--- DATA SECTION ---
//! Replies to a pending security setup.
//!
//! Started by the `antilink`/`antipic`/`antivideo`/`antisticker` commands.

use tracing::info;

use crate::bot::dispatcher::AppState;
use crate::client::{MessageEvent, WaClient};
use crate::database::{SetupStep, ViolationAction};
use crate::utils::reply::ReplyExt;

/// Consume the message if the sender has a setup waiting in this chat.
pub async fn handle_setup_reply(state: &AppState, client: &dyn WaClient, event: &MessageEvent) -> anyhow::Result<bool> {
    let sender = event.sender.clean();
    let chat = event.chat.to_string();

    let Some(setup) = state.setups.get(&sender, &chat) else {
        return Ok(false);
    };

    let answer = event.text.trim().to_lowercase();
    let feature = setup.feature;

    match setup.step {
        SetupStep::Enable => match answer.as_str() {
            "on" | "yes" | "enable" => {
                state.setups.advance(&sender, SetupStep::Action);
                client
                    .reply_card(
                        event,
                        &format!("🛡️ {} ACTION", feature.label().to_uppercase()),
                        &[
                            "What should happen to violations?".to_string(),
                            "1️⃣ *delete* - remove the message".to_string(),
                            "2️⃣ *warn* - remove and warn".to_string(),
                            "3️⃣ *kick* - remove the sender".to_string(),
                        ],
                    )
                    .await?;
            }
            "off" | "no" | "disable" => {
                state.setups.finish(&sender);
                state.chats.update(&chat, |s| s.set_enabled(feature, false));
                info!("{} disabled in {} by {}", feature.label(), chat, sender);
                client
                    .reply_card(
                        event,
                        &format!("🛡️ {}", feature.label().to_uppercase()),
                        &["📊 Status: ❌ OFF".to_string()],
                    )
                    .await?;
            }
            _ => {
                client.reply(event, "⚠️ Reply with *on* or *off*.").await?;
            }
        },
        SetupStep::Action => match ViolationAction::parse(&answer) {
            Some(action) => {
                state.setups.finish(&sender);
                state.chats.update(&chat, |s| {
                    s.set_enabled(feature, true);
                    s.action = action;
                });
                info!("{} enabled in {} ({}) by {}", feature.label(), chat, action.as_str(), sender);
                client
                    .reply_card(
                        event,
                        &format!("🛡️ {}", feature.label().to_uppercase()),
                        &[
                            "📊 Status: ✅ ON".to_string(),
                            format!("⚡ Action: {}", action.as_str().to_uppercase()),
                        ],
                    )
                    .await?;
            }
            None => {
                client
                    .reply(event, "⚠️ Reply with *delete*, *warn* or *kick* (1/2/3).")
                    .await?;
            }
        },
    }

    Ok(true)
}

#[cfg(test)]
mod tests {
    use super::*;
    use crate::bot::testing::{group_message, test_state};
    use crate::client::mock::MockClient;
    use crate::database::{PendingSetup, SecurityFeature};

    const GROUP: &str = "120363000000000001@g.us";
    const ADMIN: &str = "923000000002";

    #[tokio::test]
    async fn test_full_setup_flow() {
        let state = test_state();
        let client = MockClient::new("s1", "923000000001");
        state
            .setups
            .begin(ADMIN, PendingSetup::new(GROUP, SecurityFeature::Link));

        let on = group_message(GROUP, ADMIN, "ON");
        assert!(handle_setup_reply(&state, &client, &on).await.unwrap());
        assert_eq!(state.setups.get(ADMIN, GROUP).unwrap().step, SetupStep::Action);

        let bogus = group_message(GROUP, ADMIN, "maybe");
        assert!(handle_setup_reply(&state, &client, &bogus).await.unwrap());
        assert!(state.setups.get(ADMIN, GROUP).is_some());

        let warn = group_message(GROUP, ADMIN, "2");
        assert!(handle_setup_reply(&state, &client, &warn).await.unwrap());
        assert!(state.setups.get(ADMIN, GROUP).is_none());

        let settings = state.chats.get(GROUP);
        assert!(settings.anti_link);
        assert_eq!(settings.action, ViolationAction::Warn);
        assert!(client.sent_texts().last().unwrap().contains("WARN"));
    }

    #[tokio::test]
    async fn test_off_disables_and_finishes() {
        let state = test_state();
        let client = MockClient::new("s1", "923000000001");
        state.chats.update(GROUP, |s| s.anti_video = true);
        state
            .setups
            .begin(ADMIN, PendingSetup::new(GROUP, SecurityFeature::Video));

        let off = group_message(GROUP, ADMIN, "off");
        assert!(handle_setup_reply(&state, &client, &off).await.unwrap());
        assert!(!state.chats.get(GROUP).anti_video);
        assert!(state.setups.get(ADMIN, GROUP).is_none());
    }

    #[tokio::test]
    async fn test_other_chat_or_sender_not_consumed() {
        let state = test_state();
        let client = MockClient::new("s1", "923000000001");
        state
            .setups
            .begin(ADMIN, PendingSetup::new(GROUP, SecurityFeature::Link));

        let elsewhere = group_message("120363000000000099@g.us", ADMIN, "on");
        assert!(!handle_setup_reply(&state, &client, &elsewhere).await.unwrap());

        let someone_else = group_message(GROUP, "923000000005", "on");
        assert!(!handle_setup_reply(&state, &client, &someone_else).await.unwrap());
        assert_eq!(client.sent_count(), 0);
    }
}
---
| PROBLEM |
Write out, exactly and with nothing else, the lines of the listing above from its first line through the line with "in this chat.".

| SOLVED PROBLEM |
//! Replies to a pending security setup.
//!
//! Started by the `antilink`/`antipic`/`antivideo`/`antisticker` commands.

use tracing::info;

use crate::bot::dispatcher::AppState;
use crate::client::{MessageEvent, WaClient};
use crate::database::{SetupStep, ViolationAction};
use crate::utils::reply::ReplyExt;

/// Consume the message if the sender has a setup waiting in this chat.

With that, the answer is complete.